Страница 1 из 10
Рона Цоллерн
Obscura reperta [Тёмные открытия]. Игра в роман. Часть 3. Алхимическое средство
Книга открыта. Triste gay
Уже смеркалось, когда, наконец, раздался телефонный звонок. Тристе закрыл глаза. «Я знаю, что это он, и не хочу брать трубку, а он знает, что я знаю, что это он, он знает, что я не хочу брать трубку, и он знает, что я ее в конце концов возьму…» Он вытянулся на кушетке, заложив руки за голову. Телефонные звонки не раздражали его, напротив, тишина, наступавшие сумерки и редкие гудки настолько завораживали его, что он пролежал минут десять, не думая ни о чем, просто слушая все вокруг. На том конце провода, видимо, действительно знали, как будет вести себя Тристе, телефон не переставал звонить.
Тристе сел на кушетке и взял трубку.
– Трис, – раздался самоуверенный мужской голос. – Сегодня работаем в гриме. И побольше актерской игры. Клиент очень хороший. В десять часов в нашем кафе. И поешь, чтобы у тебя не бурчало в животе, как в прошлый раз. – Трубку повесили.

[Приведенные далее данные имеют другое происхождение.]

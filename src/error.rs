//! Error types for the storage
//!
//! Provides unified error handling using thiserror.

use axum::{
    http::StatusCode,
    response::{IntoResponse, Response},
    Json,
};
use serde_json::json;
use thiserror::Error;

// == Cache Error Enum ==
/// Unified error type for the cache and its HTTP front-end.
///
/// A failed cache call never changes cache state.
#[derive(Error, Debug, Clone, PartialEq, Eq)]
pub enum CacheError {
    /// Key not found in cache
    #[error("Key not found: {0}")]
    NotFound(String),

    /// Key already present (conditional insert refused)
    #[error("Key already exists: {0}")]
    AlreadyExists(String),

    /// Key and value together exceed the whole cache budget
    #[error("Entry of {size} bytes exceeds cache budget of {max_size} bytes")]
    EntryTooLarge { size: usize, max_size: usize },

    /// Invalid request data
    #[error("Invalid request: {0}")]
    InvalidRequest(String),
}

impl CacheError {
    /// Builds a `NotFound` from raw key bytes.
    pub fn not_found(key: &[u8]) -> Self {
        CacheError::NotFound(String::from_utf8_lossy(key).into_owned())
    }

    /// Builds an `AlreadyExists` from raw key bytes.
    pub fn already_exists(key: &[u8]) -> Self {
        CacheError::AlreadyExists(String::from_utf8_lossy(key).into_owned())
    }
}

// == IntoResponse Implementation ==
impl IntoResponse for CacheError {
    fn into_response(self) -> Response {
        let status = match &self {
            CacheError::NotFound(_) => StatusCode::NOT_FOUND,
            CacheError::AlreadyExists(_) => StatusCode::CONFLICT,
            CacheError::EntryTooLarge { .. } => StatusCode::PAYLOAD_TOO_LARGE,
            CacheError::InvalidRequest(_) => StatusCode::BAD_REQUEST,
        };

        let body = Json(json!({
            "error": self.to_string()
        }));

        (status, body).into_response()
    }
}

// == Result Type Alias ==
/// Convenience Result type for the storage.
pub type Result<T> = std::result::Result<T, CacheError>;
//! Cache Statistics Module
//!
//! Tracks lookup outcomes, evictions and byte usage.

use serde::Serialize;

// == Cache Stats ==
/// Snapshot of cache counters and occupancy.
#[derive(Debug, Clone, Default, PartialEq, Serialize)]
pub struct CacheStats {
    /// Number of successful `get` calls
    pub hits: u64,
    /// Number of `get` calls on absent keys
    pub misses: u64,
    /// Entries dropped to fit the byte budget (explicit deletes excluded)
    pub evictions: u64,
    /// Current number of entries in the cache
    pub total_entries: usize,
    /// Bytes charged by live entries
    pub current_size: usize,
    /// Configured byte budget
    pub max_size: usize,
}

impl CacheStats {
    // == Constructor ==
    /// Creates a new CacheStats with all counters at zero.
    pub fn new(max_size: usize) -> Self {
        Self {
            max_size,
            ..Self::default()
        }
    }

    // == Hit Rate ==
    /// Returns hits / (hits + misses), or 0.0 if no lookups have been made.
    pub fn hit_rate(&self) -> f64 {
        let total = self.hits + self.misses;
        if total == 0 {
            0.0
        } else {
            self.hits as f64 / total as f64
        }
    }

    pub fn record_hit(&mut self) {
        self.hits += 1;
    }

    pub fn record_miss(&mut self) {
        self.misses += 1;
    }

    pub fn record_eviction(&mut self) {
        self.evictions += 1;
    }

    // == Update Occupancy ==
    /// Refreshes entry count and byte usage.
    pub fn set_occupancy(&mut self, total_entries: usize, current_size: usize) {
        self.total_entries = total_entries;
        self.current_size = current_size;
    }
}
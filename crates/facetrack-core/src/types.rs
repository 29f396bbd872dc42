use chrono::{DateTime, Utc};
use serde::{Deserialize, Serialize};
use std::fmt;

/// Where a camera's frames come from.
#[derive(Debug, Clone, PartialEq, Eq, Serialize, Deserialize)]
#[serde(rename_all = "snake_case")]
pub enum StreamSource {
    /// Network stream URL (e.g. an MJPEG endpoint) or a device path.
    Url(String),
    /// Local capture device index (`/dev/videoN`).
    Device(u32),
}

impl fmt::Display for StreamSource {
    fn fmt(&self, f: &mut fmt::Formatter<'_>) -> fmt::Result {
        match self {
            StreamSource::Url(url) => f.write_str(url),
            StreamSource::Device(index) => write!(f, "/dev/video{index}"),
        }
    }
}

/// Requested capture resolution in pixels.
#[derive(Debug, Clone, Copy, PartialEq, Eq, Serialize, Deserialize)]
pub struct Resolution {
    pub width: u32,
    pub height: u32,
}

/// Camera descriptor. Immutable for the lifetime of the worker that owns it;
/// a reload fetches a fresh set.
#[derive(Debug, Clone, PartialEq, Serialize, Deserialize)]
pub struct CameraConfig {
    pub camera_id: u32,
    pub source: StreamSource,
    pub resolution: Resolution,
    /// Target frame rate requested from the source.
    pub fps: u32,
}

/// Memory layout of [`Frame::data`].
#[derive(Debug, Clone, Copy, PartialEq, Eq)]
pub enum PixelLayout {
    /// 8-bit grayscale, `width * height` bytes.
    Gray8,
    /// One encoded JPEG image, as framed by the transport. Not decoded.
    Jpeg,
}

/// A single captured frame.
#[derive(Clone)]
pub struct Frame {
    pub data: Vec<u8>,
    pub width: u32,
    pub height: u32,
    pub layout: PixelLayout,
    pub sequence: u32,
    pub captured_at: DateTime<Utc>,
}

impl fmt::Debug for Frame {
    fn fmt(&self, f: &mut fmt::Formatter<'_>) -> fmt::Result {
        f.debug_struct("Frame")
            .field("bytes", &self.data.len())
            .field("width", &self.width)
            .field("height", &self.height)
            .field("layout", &self.layout)
            .field("sequence", &self.sequence)
            .finish()
    }
}

/// Face bounding region in frame pixel coordinates.
#[derive(Debug, Clone, Copy, PartialEq, Eq, Serialize, Deserialize)]
pub struct BoundingBox {
    pub x: i32,
    pub y: i32,
    pub width: u32,
    pub height: u32,
}

/// A recognized face reported by the detection capability for one frame.
#[derive(Debug, Clone, PartialEq, Serialize, Deserialize)]
pub struct DetectedFace {
    /// Stable identity of the recognized person (employee id).
    pub employee_id: String,
    /// Recognition confidence in [0, 1].
    pub confidence: f32,
    pub bbox: BoundingBox,
    pub timestamp: DateTime<Utc>,
}

/// Kind of attendance event. Only entries are produced automatically.
#[derive(Debug, Clone, Copy, PartialEq, Eq, Serialize, Deserialize)]
#[serde(rename_all = "snake_case")]
pub enum EventType {
    Entry,
    Exit,
}

impl EventType {
    pub fn as_str(&self) -> &'static str {
        match self {
            EventType::Entry => "entry",
            EventType::Exit => "exit",
        }
    }

    pub fn parse(s: &str) -> Option<Self> {
        match s {
            "entry" => Some(EventType::Entry),
            "exit" => Some(EventType::Exit),
            _ => None,
        }
    }
}

/// A persisted attendance record. Never mutated once written.
#[derive(Debug, Clone, PartialEq, Serialize, Deserialize)]
pub struct AttendanceEvent {
    pub id: String,
    pub employee_id: String,
    pub camera_id: u32,
    pub event_type: EventType,
    pub confidence: f32,
    pub work_status: String,
    pub notes: String,
    pub timestamp: DateTime<Utc>,
}

/// Point-in-time view of the tracking system, computed on demand.
#[derive(Debug, Clone, PartialEq, Serialize, Deserialize)]
pub struct SystemStatus {
    pub is_running: bool,
    /// Seconds since the current generation started; 0 when stopped.
    pub uptime: f64,
    pub cam_count: usize,
    pub faces_detected: u64,
    pub attendance_count: u64,
    /// Fraction of worker wall time spent in detection and recording.
    pub load: f64,
}

/// Display record handed out by the live face feed.
#[derive(Debug, Clone, PartialEq, Serialize, Deserialize)]
pub struct LiveFace {
    pub employee_id: String,
    pub confidence: f32,
    /// `[x, y, width, height]`
    pub bbox: [i64; 4],
    /// RFC 3339 / ISO 8601 detection time.
    pub timestamp: String,
}

impl From<DetectedFace> for LiveFace {
    fn from(face: DetectedFace) -> Self {
        Self {
            employee_id: face.employee_id,
            confidence: face.confidence,
            bbox: [
                face.bbox.x as i64,
                face.bbox.y as i64,
                face.bbox.width as i64,
                face.bbox.height as i64,
            ],
            timestamp: face.timestamp.to_rfc3339(),
        }
    }
}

Тристе тоже положил трубку. На пол. «А то он еще чего-нибудь захочет. А с него хватит и грима, на него приходится тратить столько времени…»
Он подошел к большому зеркалу. В темноте оно отражало лишь силуэт хрупкой фигуры. «Когда-то я был таким», – кивнул Тристе своему отражению. Ногой он нажал на выключатель на полу, зеркало бросило на него сноп лучей, швырнуло ему в глаза измученное, осунувшееся лицо с тонкими нервными чертами. Темные волосы до плеч, длинная шея, тело, принадлежащее не то мальчику, не то женщине – тонкая кость, красивые маленькие кисти рук. Тристе схватился за подбородок и скулу, словно его мучила зубная боль, потом растянул левую часть лица большим пальцем руки и сжал правую щеку – на перекошенной физиономии горела все та же тоска. Он уселся перед зеркалом, открыл коробку с гримом, достал черный лак для ногтей, помаду, тушь. «Сегодня работаем в гриме», – сказал он зеркалу, оно дрогнуло в ответ невеселой усмешкой.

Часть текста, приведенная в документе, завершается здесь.